At 0.32 mg/kg/day, semaglutide decreased the cocaine fixed-ratio value where rats shifted behavior away from cocaine and toward food. That finding supported the main choice result.

• Main choice procedure: Tested cocaine-versus-food allocation across semaglutide treatments.
• Demand procedure: Tested cocaine choice when the work requirement changed.
• Converging result: The higher semaglutide dose pushed behavior away from cocaine under the demand procedure.

The two procedures together reduce the chance that the result reflects a single task artifact. They still do not replace clinical testing in people with cocaine use disorder.

Body-Weight Loss Did Not Fully Explain the Cocaine Result

Semaglutide also reduced body weight during the 5-day treatment. That is expected for a GLP-1 receptor agonist and creates an obvious interpretive problem in a cocaine-versus-food study.

If semaglutide simply made food less reinforcing, rats might stop choosing food. The reported pattern went the other way: cocaine choice fell while food choice increased.

1. Weight effect: Body weight decreased during semaglutide treatment.
2. Food-choice effect: Food choice increased rather than falling.
3. Interpretation: The cocaine-reinforcement effect appeared larger than a generalized appetite or motor suppression effect.

That distinction is central. A medication candidate for addiction needs to reduce drug taking without broadly impairing behavior or making normal rewards unusable.

GLP-1 Reward-Circuit Biology Remains Mechanistically Unclear

The source notes that semaglutide does not readily cross the blood-brain barrier, so the mechanism behind reduced cocaine choice remains unresolved. GLP-1 receptors are still relevant to reward circuitry through indirect and circuit-specific routes.

Prior work cited in the study links GLP-1 receptor signaling to ventral tegmental area GABA neurons and reduced dopamine activity. Cocaine reinforcement depends heavily on mesolimbic dopamine signaling, so that circuit route is plausible.

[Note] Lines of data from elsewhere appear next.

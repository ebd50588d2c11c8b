//! State machine runtime.

use crate::builder::StateMachineBuilder;
use crate::core::{State, StateName, Transition};
use crate::machine::config::MachineConfig;
use crate::machine::error::MachineError;
use crate::machine::graph::{Graph, StateId, TransitionEdge};
use crate::machine::snapshot::{MachinePhase, MachineSnapshot};
use std::fmt;
use std::mem;
use tracing::{debug, error, trace};

#[derive(Clone, Copy)]
enum Tick {
    Update,
    FixedUpdate,
}

/// Flattened hierarchical state machine.
///
/// Built once by [`StateMachineBuilder`] and then driven by calling
/// [`update`](Self::update) and/or [`fixed_update`](Self::fixed_update)
/// from an external loop. Each call first settles transitions across the
/// whole active chain, then dispatches the tick to every active behavior.
///
/// `update` and `fixed_update` each run their own transition pass. A driver
/// that calls both in one frame may see two transitions fire in that frame.
///
/// # Example
///
/// ```rust
/// use hfsm::{Guard, StateMachine};
/// use std::cell::Cell;
/// use std::rc::Rc;
///
/// let door_open = Rc::new(Cell::new(false));
/// let open = Rc::clone(&door_open);
///
/// let mut machine = StateMachine::builder()
///     .add_state("Closed")
///         .add_transition("Open", Guard::new(move || open.get()))
///         .end_state()
///     .add_state("Open")
///         .end_state()
///     .build()
///     .unwrap();
///
/// machine.update().unwrap();
/// assert_eq!(machine.active_path(), "Closed");
///
/// door_open.set(true);
/// machine.update().unwrap();
/// assert_eq!(machine.active_path(), "Open");
/// ```
pub struct StateMachine<N = String> {
    pub(crate) graph: Graph<N>,
    pub(crate) behaviors: Vec<Box<dyn State>>,
    pub(crate) predicates: Vec<Box<dyn Transition>>,
    pub(crate) start: Option<StateId>,
    pub(crate) current: Option<StateId>,
    pub(crate) phase: MachinePhase,
    pub(crate) config: MachineConfig,
    chain: Vec<StateId>,
}

impl StateMachine<String> {
    /// Start building a machine with `String` state names.
    pub fn builder() -> StateMachineBuilder<String> {
        StateMachineBuilder::new()
    }
}

impl<N: StateName> StateMachine<N> {
    pub(crate) fn new(
        graph: Graph<N>,
        behaviors: Vec<Box<dyn State>>,
        predicates: Vec<Box<dyn Transition>>,
        start: Option<StateId>,
        config: MachineConfig,
    ) -> Self {
        Self {
            graph,
            behaviors,
            predicates,
            start,
            current: start,
            phase: MachinePhase::Uninitialized,
            config,
            chain: Vec::new(),
        }
    }

    /// Enter the start state and its default children down to a leaf.
    ///
    /// Every behavior's `on_init` runs first. Only behavior `on_enter` hooks
    /// run along the start chain; edge enter hooks do not, so messages sent
    /// before the first tick survive initialization. Calling `init` on an
    /// active machine does nothing.
    pub fn init(&mut self) -> Result<(), MachineError> {
        if self.phase == MachinePhase::Active {
            return Ok(());
        }
        let start = self.start.ok_or(MachineError::NoStartState)?;

        for behavior in &mut self.behaviors {
            behavior.on_init();
        }

        let mut state = start;
        loop {
            self.enter_behavior(state);
            match self.graph.node(state).default_child {
                Some(child) => state = child,
                None => break,
            }
        }
        self.current = Some(state);
        self.phase = MachinePhase::Active;

        debug!(path = %self.active_path(), "state machine initialized");
        Ok(())
    }

    /// Variable-rate tick. Returns how many transitions fired.
    ///
    /// On a transition-overload fault the error is returned and no
    /// `on_update` hook runs this tick.
    pub fn update(&mut self) -> Result<usize, MachineError> {
        let fired = self.settle()?;
        self.dispatch(Tick::Update);
        Ok(fired)
    }

    /// Fixed-rate tick. Returns how many transitions fired.
    ///
    /// On a transition-overload fault the error is returned and no
    /// `on_fixed_update` hook runs this tick.
    pub fn fixed_update(&mut self) -> Result<usize, MachineError> {
        let fired = self.settle()?;
        self.dispatch(Tick::FixedUpdate);
        Ok(fired)
    }

    fn settle(&mut self) -> Result<usize, MachineError> {
        self.init()?;
        self.check_transitions()
    }

    /// Fire transitions until none is true, bounded by the configured limit.
    fn check_transitions(&mut self) -> Result<usize, MachineError> {
        let limit = self.config.max_transitions_per_tick;
        let mut fired = 0;

        while let Some(edge) = self.find_transition() {
            if fired >= limit {
                let from = self.graph.node(edge.source).name.to_string();
                let to = self.graph.node(edge.target).name.to_string();
                error!(%from, %to, limit, "transition overload, tick aborted");
                return Err(MachineError::TransitionOverload { from, to, limit });
            }
            fired += 1;
            self.execute(edge, fired);
        }
        Ok(fired)
    }

    /// First true edge, scanning from the current leaf outward and each
    /// state's edges in declaration order.
    fn find_transition(&mut self) -> Option<TransitionEdge> {
        let leaf = self.current?;
        for state in self.graph.ancestors(leaf) {
            for index in self.graph.node(state).transitions.clone() {
                let edge = self.graph.edges[index];
                if self.predicates[edge.predicate].evaluate() {
                    return Some(edge);
                }
            }
        }
        None
    }

    fn execute(&mut self, edge: TransitionEdge, fired: usize) {
        let Some(leaf) = self.current else {
            return;
        };
        // A composite targeting its own subtree: scope depends on where the
        // active leaf currently sits inside it.
        let scope = if edge.lca == Some(edge.source) {
            self.graph.lowest_common_ancestor(leaf, edge.target)
        } else {
            edge.lca
        };

        debug!(
            from = %self.graph.node(edge.source).name,
            to = %self.graph.node(edge.target).name,
            tick_transitions = fired,
            "transition fired"
        );

        let mut chain = mem::take(&mut self.chain);

        self.graph.collect_chain(leaf, scope, &mut chain);
        for &state in &chain {
            self.exit_state(state);
        }

        self.predicates[edge.predicate].on_transition();

        self.graph.collect_chain(edge.target, scope, &mut chain);
        for &state in chain.iter().rev() {
            self.enter_state(state);
        }

        self.chain = chain;
        self.current = Some(edge.target);
    }

    fn enter_behavior(&mut self, id: StateId) {
        let node = self.graph.node(id);
        trace!(state = %node.name, "enter");
        if let Some(behavior) = node.behavior {
            self.behaviors[behavior].on_enter();
        }
    }

    fn enter_state(&mut self, id: StateId) {
        self.enter_behavior(id);
        let node = self.graph.node(id);
        for index in node.transitions.clone() {
            let predicate = self.graph.edges[index].predicate;
            self.predicates[predicate].on_enter();
        }
    }

    fn exit_state(&mut self, id: StateId) {
        let node = self.graph.node(id);
        trace!(state = %node.name, "exit");
        for index in node.transitions.clone() {
            let predicate = self.graph.edges[index].predicate;
            self.predicates[predicate].on_exit();
        }
        if let Some(behavior) = node.behavior {
            self.behaviors[behavior].on_exit();
        }
    }

    /// Run the tick hook on every active behavior, root first.
    fn dispatch(&mut self, tick: Tick) {
        let Some(leaf) = self.current else {
            return;
        };
        let mut chain = mem::take(&mut self.chain);
        self.graph.collect_chain(leaf, None, &mut chain);
        for &state in chain.iter().rev() {
            if let Some(index) = self.graph.node(state).behavior {
                let behavior = &mut self.behaviors[index];
                match tick {
                    Tick::Update => behavior.on_update(),
                    Tick::FixedUpdate => behavior.on_fixed_update(),
                }
            }
        }
        self.chain = chain;
    }

    pub fn phase(&self) -> MachinePhase {
        self.phase
    }

    pub fn is_active(&self) -> bool {
        self.phase == MachinePhase::Active
    }

    pub fn config(&self) -> &MachineConfig {
        &self.config
    }

    /// Current leaf. Before initialization this is the root start state.
    pub fn current_state(&self) -> Option<StateId> {
        self.current
    }

    /// Active chain, root first.
    pub fn active_states(&self) -> Vec<StateId> {
        let mut states: Vec<StateId> = match self.current {
            Some(leaf) => self.graph.ancestors(leaf).collect(),
            None => Vec::new(),
        };
        states.reverse();
        states
    }

    /// Dotted names of the active chain, e.g. `"A.AA.AAA"`.
    pub fn active_path(&self) -> String {
        self.active_names().join(".")
    }

    fn active_names(&self) -> Vec<String> {
        self.active_states()
            .into_iter()
            .map(|id| self.graph.node(id).name.to_string())
            .collect()
    }

    /// Whether the state named `name` is anywhere in the active chain.
    pub fn is_in(&self, name: &N) -> bool {
        match self.current {
            Some(leaf) => self
                .graph
                .ancestors(leaf)
                .any(|id| self.graph.node(id).name == *name),
            None => false,
        }
    }

    /// Id of the first declared state called `name`.
    pub fn find_state(&self, name: &N) -> Option<StateId> {
        self.graph
            .nodes
            .iter()
            .position(|node| node.name == *name)
            .map(StateId::new)
    }

    pub fn state_name(&self, id: StateId) -> Option<&N> {
        self.graph.nodes.get(id.index()).map(|node| &node.name)
    }

    pub fn parent_of(&self, id: StateId) -> Option<StateId> {
        self.graph.nodes.get(id.index()).and_then(|node| node.parent)
    }

    pub fn state_count(&self) -> usize {
        self.graph.nodes.len()
    }

    pub fn transition_count(&self) -> usize {
        self.graph.edges.len()
    }

    pub fn is_empty(&self) -> bool {
        self.graph.nodes.is_empty()
    }

    pub fn snapshot(&self) -> MachineSnapshot {
        MachineSnapshot {
            phase: self.phase,
            current: self.current,
            active_path: self.active_names(),
            state_count: self.state_count(),
            transition_count: self.transition_count(),
        }
    }
}

impl<N: StateName> fmt::Debug for StateMachine<N> {
    fn fmt(&self, f: &mut fmt::Formatter<'_>) -> fmt::Result {
        f.debug_struct("StateMachine")
            .field("phase", &self.phase)
            .field("active_path", &self.active_path())
            .field("states", &self.state_count())
            .field("transitions", &self.transition_count())
            .field("config", &self.config)
            .finish()
    }
}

• Known challenge: Semaglutide’s limited blood-brain-barrier crossing complicates a simple central-drug explanation.
• Candidate pathway: GLP-1 receptor effects on VTA GABA neurons may reduce dopamine activity.
• Needed experiment: GLP-1 antagonists could test whether receptor blockade prevents the cocaine-choice effect.

Mechanism matters for drug development because GLP-1 agents differ in pharmacology, dosing, side effects, and brain access.

Human Cocaine Use Disorder Trials Are Still the Real Test

The study supports clinical evaluation of semaglutide as a candidate cocaine use disorder medication. It does not show that semaglutide reduces cocaine use in people.

One cited human laboratory study with acute exenatide did not reduce cocaine self-administration or subjective effects, but that design tested a single acute dose. The rat study intentionally used repeated dosing to improve translational relevance.

• Preclinical strength: Repeated dosing and choice procedures are closer to medication-development logic than a single acute screen.
• Preclinical limit: Small rat samples cannot estimate human treatment effects or adverse-event tradeoffs.
• Clinical next step: Randomized trials would need cocaine-use outcomes, retention, craving, body-weight effects, and safety monitoring.

The narrow conclusion is that repeated semaglutide reduced cocaine choice in rats while increasing food choice. Semaglutide deserves clinical testing, but this study does not make it a cocaine use disorder treatment.